Plus loin à l'avant, à tribord, se trouve une salle de bain élégante avec baignoire - un luxe dont les équipages de l'époque des cargos n'osaient pas rêver. En passant sous la partie la moins profonde du pont, on accède à la cuisine. La cuisinière massive est alimentée au bois. À l'avant, l'ancienne chambre du garçon de cabine, il y a deux couchettes pour les membres de l'équipage.

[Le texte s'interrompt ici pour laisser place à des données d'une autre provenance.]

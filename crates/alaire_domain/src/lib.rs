#![forbid(unsafe_code)]

use core::fmt;
use core::str::FromStr;

use chrono::{DateTime, Utc};
use serde::{Deserialize, Serialize};
use thiserror::Error;

pub mod identity;

pub use identity::UserIdentity;

/// Errors for parsing identifiers from strings.
#[derive(Debug, Error, Clone, PartialEq, Eq)]
pub enum ParseIdError {
	#[error("empty value")]
	Empty,
	#[error("invalid format: {0}")]
	InvalidFormat(String),
}

/// Room (chat channel) slug, embedded verbatim in request paths.
#[derive(Debug, Clone, PartialEq, Eq, Hash, Serialize, Deserialize)]
#[serde(transparent)]
pub struct RoomId(String);

impl RoomId {
	/// Create a `RoomId`. The slug must be non-empty and must not contain
	/// whitespace or `/`.
	pub fn new(id: impl Into<String>) -> Result<Self, ParseIdError> {
		let id = id.into();
		if id.trim().is_empty() {
			return Err(ParseIdError::Empty);
		}
		if id.contains('/') || id.chars().any(char::is_whitespace) {
			return Err(ParseIdError::InvalidFormat(format!("not a path-safe room slug: {id:?}")));
		}
		Ok(Self(id))
	}
	pub fn as_str(&self) -> &str {
		&self.0
	}
	pub fn into_string(self) -> String {
		self.0
	}
}

impl fmt::Display for RoomId {
	fn fmt(&self, f: &mut fmt::Formatter<'_>) -> fmt::Result {
		f.write_str(&self.0)
	}
}

impl FromStr for RoomId {
	type Err = ParseIdError;

	fn from_str(s: &str) -> Result<Self, Self::Err> {
		RoomId::new(s.to_string())
	}
}

/// Server-assigned message identifier, kept opaque on the client.
#[derive(Debug, Clone, PartialEq, Eq, Hash, Serialize, Deserialize)]
#[serde(transparent)]
pub struct ServerMessageId(String);

impl ServerMessageId {
	/// Create a non-empty server message id.
	pub fn new(id: impl Into<String>) -> Result<Self, ParseIdError> {
		let id = id.into();
		if id.trim().is_empty() {
			return Err(ParseIdError::Empty);
		}
		Ok(Self(id))
	}
	pub fn as_str(&self) -> &str {
		&self.0
	}
	pub fn into_string(self) -> String {
		self.0
	}
}

impl fmt::Display for ServerMessageId {
	fn fmt(&self, f: &mut fmt::Formatter<'_>) -> fmt::Result {
		f.write_str(&self.0)
	}
}

impl FromStr for ServerMessageId {
	type Err = ParseIdError;

	fn from_str(s: &str) -> Result<Self, Self::Err> {
		ServerMessageId::new(s.to_string())
	}
}

/// Client-generated identifier for a provisional message.
#[derive(Debug, Clone, Copy, PartialEq, Eq, Hash, Serialize, Deserialize)]
#[serde(transparent)]
pub struct ClientMessageId(pub uuid::Uuid);

impl ClientMessageId {
	/// Create a new random client message id.
	pub fn new_v4() -> Self {
		Self(uuid::Uuid::new_v4())
	}
}

impl fmt::Display for ClientMessageId {
	fn fmt(&self, f: &mut fmt::Formatter<'_>) -> fmt::Result {
		write!(f, "{}", self.0)
	}
}

/// Unified message identity: server-assigned for confirmed entries,
/// client-generated for provisional ones.
#[derive(Debug, Clone, PartialEq, Eq, Hash, Serialize, Deserialize)]
pub enum MessageId {
	Server(ServerMessageId),
	Client(ClientMessageId),
}

impl MessageId {
	pub fn is_client(&self) -> bool {
		matches!(self, MessageId::Client(_))
	}
}

impl fmt::Display for MessageId {
	fn fmt(&self, f: &mut fmt::Formatter<'_>) -> fmt::Result {
		match self {
			MessageId::Server(id) => write!(f, "{id}"),
			MessageId::Client(id) => write!(f, "{id}"),
		}
	}
}

/// Confirmation state of a timeline entry.
#[derive(Debug, Clone, Copy, PartialEq, Eq, Hash, Serialize, Deserialize)]
#[serde(rename_all = "snake_case")]
pub enum MessageState {
	Provisional,
	Confirmed,
}

impl MessageState {
	/// Stable string identifier.
	pub const fn as_str(self) -> &'static str {
		match self {
			MessageState::Provisional => "provisional",
			MessageState::Confirmed => "confirmed",
		}
	}
}

impl fmt::Display for MessageState {
	fn fmt(&self, f: &mut fmt::Formatter<'_>) -> fmt::Result {
		f.write_str(self.as_str())
	}
}

/// One chat timeline entry.
#[derive(Debug, Clone, PartialEq, Eq, Serialize, Deserialize)]
pub struct Message {
	pub id: MessageId,

	pub body: String,

	/// Resolved display string, never a full email address.
	pub author_display_name: String,

	pub author_is_self: bool,

	/// Server-assigned for confirmed entries, local wall clock for
	/// provisional ones.
	pub created_at: DateTime<Utc>,

	pub state: MessageState,
}

impl Message {
	/// Build a locally-echoed entry for a message the current user is
	/// about to send. Gets a fresh client id.
	pub fn provisional(body: impl Into<String>, author_display_name: impl Into<String>, created_at: DateTime<Utc>) -> Self {
		Self {
			id: MessageId::Client(ClientMessageId::new_v4()),
			body: body.into(),
			author_display_name: author_display_name.into(),
			author_is_self: true,
			created_at,
			state: MessageState::Provisional,
		}
	}

	/// Build an entry attested by the server.
	pub fn confirmed(
		id: ServerMessageId,
		body: impl Into<String>,
		author_display_name: impl Into<String>,
		author_is_self: bool,
		created_at: DateTime<Utc>,
	) -> Self {
		Self {
			id: MessageId::Server(id),
			body: body.into(),
			author_display_name: author_display_name.into(),
			author_is_self,
			created_at,
			state: MessageState::Confirmed,
		}
	}
}

/// Participant count reported by the push channel. Replaced wholesale on
/// every presence event.
#[derive(Debug, Clone, Copy, Default, PartialEq, Eq, Serialize, Deserialize)]
pub struct PresenceState {
	pub online_count: u64,
}

/// Broadcast liveness as last observed by the status probe. Owned by the
/// session gate; everything else only reads it.
#[derive(Debug, Clone, Copy, Default, PartialEq, Eq, Serialize, Deserialize)]
pub struct SessionState {
	pub is_live: bool,

	/// Listener count from the status payload. Not the same thing as
	/// `PresenceState`, which counts chat connections.
	pub listener_count: u64,

	/// `None` until the first probe completes.
	pub last_checked_at: Option<DateTime<Utc>>,
}

/// Upper bound on message length, counted in Unicode code points.
pub const MAX_MESSAGE_CODE_POINTS: usize = 500;

/// Trim and bounds-check a message body before it leaves the composer.
pub fn validate_body(raw: &str) -> Result<String, SendError> {
	let trimmed = raw.trim();
	if trimmed.is_empty() {
		return Err(SendError::EmptyBody);
	}
	let length = trimmed.chars().count();
	if length > MAX_MESSAGE_CODE_POINTS {
		return Err(SendError::BodyTooLong { length, limit: MAX_MESSAGE_CODE_POINTS });
	}
	Ok(trimmed.to_string())
}

/// Why a send attempt did not produce a confirmed message.
#[derive(Debug, Clone, PartialEq, Eq)]
pub enum SendError {
	EmptyBody,
	BodyTooLong { length: usize, limit: usize },
	NotLive,
	SendInFlight,
	ChatClosed,
	NotAuthenticated,
	/// The server refused the message; detail is the first field-level
	/// error from the response body when one was present.
	Rejected(Option<String>),
	/// The request never produced a server verdict.
	Network(String),
}

impl SendError {
	/// True when the attempt was refused before any network call.
	pub fn is_validation(&self) -> bool {
		matches!(
			self,
			SendError::EmptyBody
				| SendError::BodyTooLong { .. }
				| SendError::NotLive
				| SendError::SendInFlight
				| SendError::ChatClosed
		)
	}
}

impl fmt::Display for SendError {
	fn fmt(&self, f: &mut fmt::Formatter<'_>) -> fmt::Result {
		match self {
			Self::EmptyBody => f.write_str("message is empty"),
			Self::BodyTooLong { length, limit } => {
				write!(f, "message is {length} code points, the limit is {limit}")
			}
			Self::NotLive => f.write_str("chat is only available while the broadcast is live"),
			Self::SendInFlight => f.write_str("another message is still being sent"),
			Self::ChatClosed => f.write_str("chat session is not open"),
			Self::NotAuthenticated => f.write_str("sign in to send messages"),
			Self::Rejected(Some(detail)) => f.write_str(detail),
			Self::Rejected(None) | Self::Network(_) => f.write_str("message could not be sent, try again"),
		}
	}
}

impl std::error::Error for SendError {}

#[cfg(test)]
mod tests {
	use proptest::prelude::*;

	use super::*;

	fn mk_confirmed(id: &str, body: &str) -> Message {
		let Ok(id) = ServerMessageId::new(id) else {
			panic!("test id must be non-empty");
		};
		Message::confirmed(id, body, "ana", false, Utc::now())
	}

	#[test]
	fn room_id_rejects_unsafe_slugs() {
		assert!(RoomId::new("").is_err());
		assert!(RoomId::new("   ").is_err());
		assert!(RoomId::new("a/b").is_err());
		assert!(RoomId::new("radio oriente").is_err());
		assert_eq!(RoomId::new("aire-principal").unwrap().as_str(), "aire-principal");
	}

	#[test]
	fn server_id_parse_roundtrip() {
		let id = "41".parse::<ServerMessageId>().unwrap();
		assert_eq!(id.to_string(), "41");
		assert!("".parse::<ServerMessageId>().is_err());
	}

	#[test]
	fn provisional_messages_get_distinct_client_ids() {
		let now = Utc::now();
		let a = Message::provisional("hola", "yo", now);
		let b = Message::provisional("hola", "yo", now);
		assert!(a.id.is_client());
		assert_ne!(a.id, b.id);
		assert_eq!(a.state, MessageState::Provisional);
		assert!(a.author_is_self);
	}

	#[test]
	fn confirmed_message_carries_server_identity() {
		let msg = mk_confirmed("7", "buenas tardes");
		assert_eq!(msg.state, MessageState::Confirmed);
		assert!(!msg.id.is_client());
		let MessageId::Server(id) = &msg.id else {
			panic!("expected a server id");
		};
		assert_eq!(id.as_str(), "7");
	}

	#[test]
	fn validate_body_trims_and_bounds() {
		assert_eq!(validate_body("  hola  ").unwrap(), "hola");
		assert_eq!(validate_body("").unwrap_err(), SendError::EmptyBody);
		assert_eq!(validate_body(" \t\n ").unwrap_err(), SendError::EmptyBody);

		let exactly_limit = "ñ".repeat(MAX_MESSAGE_CODE_POINTS);
		assert_eq!(validate_body(&exactly_limit).unwrap(), exactly_limit);

		let over_limit = "ñ".repeat(MAX_MESSAGE_CODE_POINTS + 1);
		let Err(SendError::BodyTooLong { length, limit }) = validate_body(&over_limit) else {
			panic!("expected BodyTooLong");
		};
		assert_eq!(length, MAX_MESSAGE_CODE_POINTS + 1);
		assert_eq!(limit, MAX_MESSAGE_CODE_POINTS);
	}

	#[test]
	fn send_error_user_text() {
		assert_eq!(SendError::Rejected(Some("user is blocked".into())).to_string(), "user is blocked");
		assert_eq!(SendError::Rejected(None).to_string(), "message could not be sent, try again");
		assert_eq!(SendError::Network("timeout".into()).to_string(), "message could not be sent, try again");
		assert!(SendError::NotLive.is_validation());
		assert!(SendError::ChatClosed.is_validation());
		assert!(!SendError::Rejected(None).is_validation());
		assert!(!SendError::NotAuthenticated.is_validation());
	}

	proptest! {
		#[test]
		fn trimmed_bodies_stay_within_the_limit(raw in "\\PC{0,600}") {
			match validate_body(&raw) {
				Ok(body) => {
					prop_assert!(!body.is_empty());
					prop_assert!(body.chars().count() <= MAX_MESSAGE_CODE_POINTS);
					prop_assert_eq!(body.as_str(), raw.trim());
				}
				Err(SendError::EmptyBody) => prop_assert!(raw.trim().is_empty()),
				Err(SendError::BodyTooLong { length, limit }) => {
					prop_assert_eq!(length, raw.trim().chars().count());
					prop_assert_eq!(limit, MAX_MESSAGE_CODE_POINTS);
					prop_assert!(length > limit);
				}
				Err(other) => prop_assert!(false, "unexpected error: {other:?}"),
			}
		}
	}
}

Le propriétaire du "Johanna", la fondation Hamburg Maritim, vante "l'atmosphère familiale qui règne à bord de ce petit voilier de fret restauré avec amour". L'aiguière offre vraiment un regard impressionnant sur l'époque de la navigation de fret. "Johanna" peut être affrété pour des fêtes privées ou des événements d'entreprise. Jusqu'à 25 croisières d'une journée par an contribuent à l'entretien du bateau. En été, l'équipage bénévole part parfois pour des croisières communes comme la régate de bateaux traditionnels "Fyn rundt" au Danemark.
Les mois d'hiver sont consacrés aux travaux nécessaires sur le bateau et à la formation continue des membres de l'équipage. Des cours sont organisés pour les préparer aux examens du permis de conduire des bateaux de sport ou du certificat d'opérateur radio VHF. D'autres bénévoles actifs sont toujours les bienvenus, tout comme des navigateurs potentiels (en herbe).